There's a lot of buzz about Twitter at the moment. The Twitter discussion has also intersected with the ongoing focus on the changing role of advertising and media agencies. So are agencies really getting it? This great article from Phil Johnson at Advertising Age really focuses in on how the rapidly changing digital media landscape is fundamentally changing agencies.
Will Twitter Disrupt Your Business ... or Enhance It?
How Social Media Tools Can Complement What You Do
Posted by Phil Johnson on 02.23.09, AdvertisingAge.com
There's a great business book called The Innovator's Dilemma, by Clayton Christensen. The basic idea is that every once in a while a technology comes along that disrupts the established order. It's cheaper and better than the current technologies and will eventually topple the established market leaders. Think hard drives, computers, and semiconductors. The dilemma for established companies is that to succeed in the face of a disruptive technology, they will have to let go of the products and business models that made them successful so that they can start to develop the next generation of innovative products. They may even have to move away from their current business before customers are ready to adopt the new technology.

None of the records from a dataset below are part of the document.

//! Presentation-neutral layer stack handed to the rendering collaborator.

use super::view::{FailureKind, MapViewModel, ViewComponent};
use crate::geo::BBox;
use chrono::NaiveDate;
use serde::Serialize;

/// Base imagery layer.
#[derive(Debug, Clone, PartialEq, Serialize)]
pub struct TileLayer {
    pub layer_id: String,
    pub name: String,
    /// Time value to request, as chosen by the layer's time dimension
    pub time: String,
    pub url_template: String,
    pub projection: String,
}

/// One scene footprint drawn over the tiles.
#[derive(Debug, Clone, PartialEq, Serialize)]
pub struct SceneOverlay {
    pub scene_id: String,
    pub date: NaiveDate,
    pub bbox: Option<BBox>,
    pub cloud_cover_pct: Option<f64>,
    /// Draw order: 0 is the most recent scene, on top
    pub rank: usize,
}

#[derive(Debug, Clone, PartialEq, Serialize)]
pub struct ClassificationBadge {
    pub label: String,
    /// Whole percent, 0..=100
    pub confidence_pct: u8,
    pub model_version: String,
    pub clamped: bool,
}

/// Inline notice for a component that could not be shown.
#[derive(Debug, Clone, PartialEq, Serialize)]
pub struct Notice {
    pub component: ViewComponent,
    pub message: String,
}

/// What to draw for one view, bottom layer first.
#[derive(Debug, Clone, PartialEq, Serialize)]
pub struct LayerStack {
    /// Map centre as `(lat, lon)`
    pub center: (f64, f64),
    pub zoom: u8,
    pub tiles: Option<TileLayer>,
    pub overlays: Vec<SceneOverlay>,
    pub badge: Option<ClassificationBadge>,
    pub notices: Vec<Notice>,
}

impl LayerStack {
    pub fn from_view(view: &MapViewModel) -> Self {
        let query = &view.query;

        let tiles = view.layer.as_ref().map(|layer| TileLayer {
            layer_id: layer.layer_id.clone(),
            name: layer.display_name.clone(),
            time: layer.choose_time(query.date_range.end),
            url_template: layer.tile_url_template.clone(),
            projection: layer.projection.clone(),
        });

        let overlays = view
            .scenes
            .iter()
            .enumerate()
            .map(|(rank, scene)| SceneOverlay {
                scene_id: scene.scene_id.clone(),
                date: scene.acquisition_day(),
                bbox: scene.bbox,
                cloud_cover_pct: scene.cloud_cover_pct,
                rank,
            })
            .collect();

        let badge = view.classification.as_ref().map(|c| ClassificationBadge {
            label: c.label.clone(),
            confidence_pct: (c.confidence * 100.0).round() as u8,
            model_version: c.model_version.clone(),
            clamped: c.confidence_clamped,
        });

        let notices = view
            .partial_failures
            .iter()
            .map(|component| Notice {
                component: *component,
                message: notice_text(
                    *component,
                    view.failure_notes.get(component).map(|n| n.kind),
                ),
            })
            .collect();

        Self {
            center: query.bbox.center(),
            zoom: query.zoom,
            tiles,
            overlays,
            badge,
            notices,
        }
    }
}

fn notice_text(component: ViewComponent, kind: Option<FailureKind>) -> String {
    let what = match component {
        ViewComponent::Layer => "Map layer",
        ViewComponent::Scenes => "Satellite scenes",
        ViewComponent::Classification => "Image classification",
    };
    let why = match kind {
        Some(FailureKind::DeadlineExceeded) => "took too long to respond",
        Some(FailureKind::NotFound) => "is not offered by the tile service",
        Some(FailureKind::Timeout) => "timed out",
        Some(FailureKind::Rejected) => "could not process this request",
        Some(FailureKind::Disabled) => "is not configured",
        Some(FailureKind::Upstream) | None => "is temporarily unavailable",
    };
    format!("{} {}.", what, why)
}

Today, agencies face their own disruptive technology in the form of Web 2.0 tools and social media. To pick one specific example, social networks such as Twitter can improve on a host of agency functions and often at a fraction of the cost. To be clear, Twitter won't displace all the functions of a marketing agency. Companies will continue to need brand identities, lead-generation programs and creative ideas that connect with people emotionally. Twitter, however, can serve as a marketing platform that allows companies to build brands, manage customer relationships, and share content. It's simple, it's powerful and it's inexpensive.
Does it have the potential to redefine the value and purpose of the modern marketing agency?
Here are just a few of the places where you can start to see Twitter and other social networks overturn the established order:
They make it easier and faster to monitor what customers think about your product and company. Tip: Use the Twitter search feature to see what people think about a client's brand.
Twitter gives you the ability to move beyond targeted messages to real conversations. One-to-one marketing celebrated the ability to tailor a message or an offer to an individual. Twitter lets you actually interact with people.
Through social networks, brand identity has broken free of the agency-driven campaign. Companies such as Zappos and Amazon have built their brands through the principles of community with very limited advertising.
We're well beyond arguing whether these changes are real. You can see the evidence stack up every day in The New York Times and BusinessWeek. Fox News profiled Ford's head of social media, Scott Monty. There's not enough time in the day to read about the new-business applications for Twitter on Twitter and related blogs. If you're going to try, Pistachio is a great place to start, as is Web Strategy by Jeremiah.
The big question is how should agencies respond to Twitter as a disruptive technology? Do you give up short-term revenue from traditional marketing services that may be obsolete in several years, so that you can reinvent your business model? Do you hang on to your current business model as long as possible and run the risk of falling behind?
I bet that most of us believe that we can create a hybrid model where we continue to practice traditional marketing and introduce select social-media components to our programs. Personally, I don't think that goes far enough. While we're taking half steps, new breeds of social-media agencies such as The Advance Guard are springing up to capitalize on disruptive technologies. My bet is that advertising agencies, even those with strong digital capabilities, will have to find a way to put social media at the core of their business model, because in time it will displace many of the marketing tools we use today.
The bright light for agencies is that they can use this time of transition to make their organizations a proof-of-concept for social networks. They should be able to demonstrate how they have developed their own brand on Twitter and other prominent platforms like Flickr, YouTube and SlideShare. That they have created multiple touch-points for sharing content. That they have built a network that connects all their important audiences. And that they are accessible and open to honest conversation with all the people who want to engage.
When this happens, one side benefit is that agencies will be more transparent to each other. Already I'm engaged in conversations with competitors on Twitter that I might not otherwise have had. Much of the content that we want to share with our clients and prospects is also accessible to our competition. I can tell you that the sky has not fallen. If anything, it has made us work a little harder to keep company with some of the great agencies that we admire.